Stored data entries:

──────────────────────────────

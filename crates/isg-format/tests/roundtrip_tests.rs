//! Writing models back to ISG text, same version and across versions.

use chrono::NaiveDate;
use isg_format::header::{self, BANNER_PREFIX, BEGIN_OF_HEAD};
use isg_format::{FieldSlug, GridModel, IsgVersion};
use test_utils::{assert_approx_eq, fixtures};

const GENERATOR: &str = "roundtrip-tests";

fn date() -> NaiveDate {
    NaiveDate::from_ymd_opt(2024, 2, 1).unwrap()
}

/// The fixture as the writer renders it: banner and blank line before the header.
fn with_banner(fixture: &str) -> String {
    fixture.replace(
        BEGIN_OF_HEAD,
        &format!("{}{}\n\n{}", BANNER_PREFIX, GENERATOR, BEGIN_OF_HEAD),
    )
}

fn header_line<'a>(text: &'a str, keyword: &str) -> &'a str {
    text.lines()
        .find(|line| line.starts_with(keyword))
        .unwrap_or_else(|| panic!("no line for {}", keyword))
}

// ============================================================================
// Same-version round trips
// ============================================================================

#[test]
fn test_write_reproduces_each_fixture() {
    let cases = [
        (fixtures::isg_1_0(), IsgVersion::V1_0),
        (fixtures::isg_1_01(), IsgVersion::V1_01),
        (fixtures::isg_2_0(), IsgVersion::V2_0),
        (fixtures::isg_2_0_dms(), IsgVersion::V2_0),
        (fixtures::isg_2_0_alias(), IsgVersion::V2_0),
    ];
    for (text, version) in cases {
        let model = GridModel::parse(&text).unwrap();
        let written = header::write_with_date(&model, version, GENERATOR, date());
        assert_eq!(written, with_banner(&text));
    }
}

#[test]
fn test_parse_write_parse_is_stable() {
    for text in [fixtures::isg_1_0(), fixtures::isg_1_01(), fixtures::isg_2_0_dms()] {
        let model = GridModel::parse(&text).unwrap();
        let written = header::write_with_date(&model, model.version(), GENERATOR, date());
        let reparsed = GridModel::parse(&written).unwrap();

        assert_eq!(reparsed.version(), model.version());
        assert_eq!(reparsed.fields(), model.fields());
        assert_eq!(reparsed.bounds(), model.bounds());
        assert_eq!(reparsed.data(), model.data());

        // The banner is read back as an ordinary comment.
        let mut comments = model.comment_lines().to_vec();
        comments.push(format!("{}{}", BANNER_PREFIX, GENERATOR));
        comments.push(String::new());
        assert_eq!(reparsed.comment_lines(), &comments[..]);

        // ...and is not written a second time.
        let rewritten = header::write_with_date(&reparsed, model.version(), "other-tool", date());
        assert_eq!(rewritten, written);
    }
}

#[test]
fn test_existing_banner_not_duplicated() {
    let text = fixtures::isg_2_0().replace(
        BEGIN_OF_HEAD,
        &format!("Created by the National Geodetic Survey, 2019\n\n{}", BEGIN_OF_HEAD),
    );
    let model = GridModel::parse(&text).unwrap();
    assert_eq!(
        model.comment_lines().last().map(String::as_str),
        Some("")
    );

    let written = header::write_with_date(&model, IsgVersion::V2_0, GENERATOR, date());
    assert_eq!(written, text);
    assert!(!written.contains(GENERATOR));
}

#[test]
fn test_legacy_shift_inverted_on_write() {
    let model = GridModel::parse(&fixtures::isg_1_01()).unwrap();
    assert_approx_eq!(model.bounds().lat_min, 10.25, 1e-12);

    let written = model.to_isg_string(IsgVersion::V1_01, GENERATOR);
    assert_eq!(header_line(&written, "lat min"), "lat min    =    10.000000000000");
    assert_eq!(header_line(&written, "lat max"), "lat max    =    11.500000000000");
}

#[test]
fn test_alias_sticks_on_write() {
    let model = GridModel::parse(&fixtures::isg_2_0_alias()).unwrap();
    let written = model.to_isg_string(IsgVersion::V2_0, GENERATOR);
    assert_eq!(header_line(&written, "north min"), "north min      =   40.000000");
    assert!(!written.contains("lat min"));
}

#[test]
fn test_normalized_orderings_write_canonical_document() {
    for phrase in fixtures::ORDERINGS {
        let model = GridModel::parse(&fixtures::isg_2_0_ordered(phrase)).unwrap();
        let written = header::write_with_date(&model, IsgVersion::V2_0, GENERATOR, date());
        assert_eq!(written, with_banner(&fixtures::isg_2_0()), "ordering {}", phrase);
    }
}

// ============================================================================
// Version conversion
// ============================================================================

#[test]
fn test_legacy_to_2_0() {
    let model = GridModel::parse(&fixtures::isg_1_01()).unwrap();
    let written = header::write_with_date(&model, IsgVersion::V2_0, GENERATOR, date());

    assert_eq!(header_line(&written, "lat min"), "lat min        =   10.250000");
    assert_eq!(header_line(&written, "data units"), "data units     : meters");
    assert_eq!(header_line(&written, "ref ellipsoid"), "ref ellipsoid  : GRS80");
    assert_eq!(header_line(&written, "data format"), "data format    : grid");
    assert_eq!(header_line(&written, "coord units"), "coord units    : deg");
    assert_eq!(header_line(&written, "model year"), "model year     : ---");
    assert_eq!(header_line(&written, "creation date"), "creation date  =  01/02/2024");
    assert_eq!(header_line(&written, "ISG format"), "ISG format     =        2.0");
    assert_eq!(header_line(&written, "nrows"), "nrows          =          3");

    let converted = GridModel::parse(&written).unwrap();
    assert_eq!(converted.version(), IsgVersion::V2_0);
    assert_eq!(converted.bounds(), model.bounds());
    assert_eq!(converted.data(), model.data());
}

#[test]
fn test_2_0_to_legacy() {
    let model = GridModel::parse(&fixtures::isg_2_0()).unwrap();
    let written = model.to_isg_string(IsgVersion::V1_01, GENERATOR);

    assert_eq!(header_line(&written, "lat min"), "lat min    =    39.750000000000");
    assert_eq!(header_line(&written, "units"), "units      : meters");
    assert_eq!(header_line(&written, "ISG format"), "ISG format =       1.01");
    assert!(!written.contains("coord units"));

    let converted = GridModel::parse(&written).unwrap();
    assert_approx_eq!(converted.bounds().lat_min, 40.0, 1e-12);
    assert_approx_eq!(converted.bounds().lon_max, 12.0, 1e-12);
}

#[test]
fn test_dms_fixture_to_1_0_writes_decimal() {
    let model = GridModel::parse(&fixtures::isg_2_0_dms()).unwrap();
    let written = model.to_isg_string(IsgVersion::V1_0, GENERATOR);
    let converted = GridModel::parse(&written).unwrap();
    // 1.0 keeps four decimals.
    assert_approx_eq!(converted.bounds().lat_max, 45.016667, 1e-4);
}

// ============================================================================
// Subsets
// ============================================================================

#[test]
fn test_subset_name_and_date() {
    let mut model = GridModel::parse(&fixtures::isg_2_0()).unwrap();
    model.mark_subset();
    let written = header::write_with_date(&model, IsgVersion::V2_0, GENERATOR, date());

    assert_eq!(header_line(&written, "model name"), "model name     : TEST-20 subset");
    assert_eq!(header_line(&written, "creation date"), "creation date  =  01/02/2024");
    // The model itself is not renamed.
    assert_eq!(model.field_value(FieldSlug::ModelName), Some("TEST-20"));
}

#[test]
fn test_resize_updates_header() {
    let mut model = GridModel::parse(&fixtures::isg_2_0()).unwrap();
    let mut bounds = *model.bounds();
    bounds.lat_max = 40.5;
    model.resize(vec![vec![1.0, 2.0, 3.0], vec![4.0, 5.0, 6.0]], bounds);

    assert!(model.check_dimensions().is_ok());
    let written = model.to_isg_string(IsgVersion::V2_0, GENERATOR);
    assert_eq!(header_line(&written, "nrows"), "nrows          =          2");
    assert_eq!(header_line(&written, "lat max"), "lat max        =   40.500000");
}

#[test]
fn test_numeric_fallback_writes_raw_text() {
    let text = fixtures::isg_2_0().replace("nodata         = -9999.0000", "nodata         = none");
    let model = GridModel::parse(&text).unwrap();
    let written = model.to_isg_string(IsgVersion::V2_0, GENERATOR);
    assert_eq!(header_line(&written, "nodata"), "nodata         = none");
}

──────────────────────────────

### WHAT THE TASK ASKS
Read the entries above and find each line holding the word "phrase". Copy it out.

### EXPECTED OUTPUT
    for phrase in fixtures::ORDERINGS {
        let model = GridModel::parse(&fixtures::isg_2_0_ordered(phrase)).unwrap();
        assert_eq!(written, with_banner(&fixtures::isg_2_0()), "ordering {}", phrase);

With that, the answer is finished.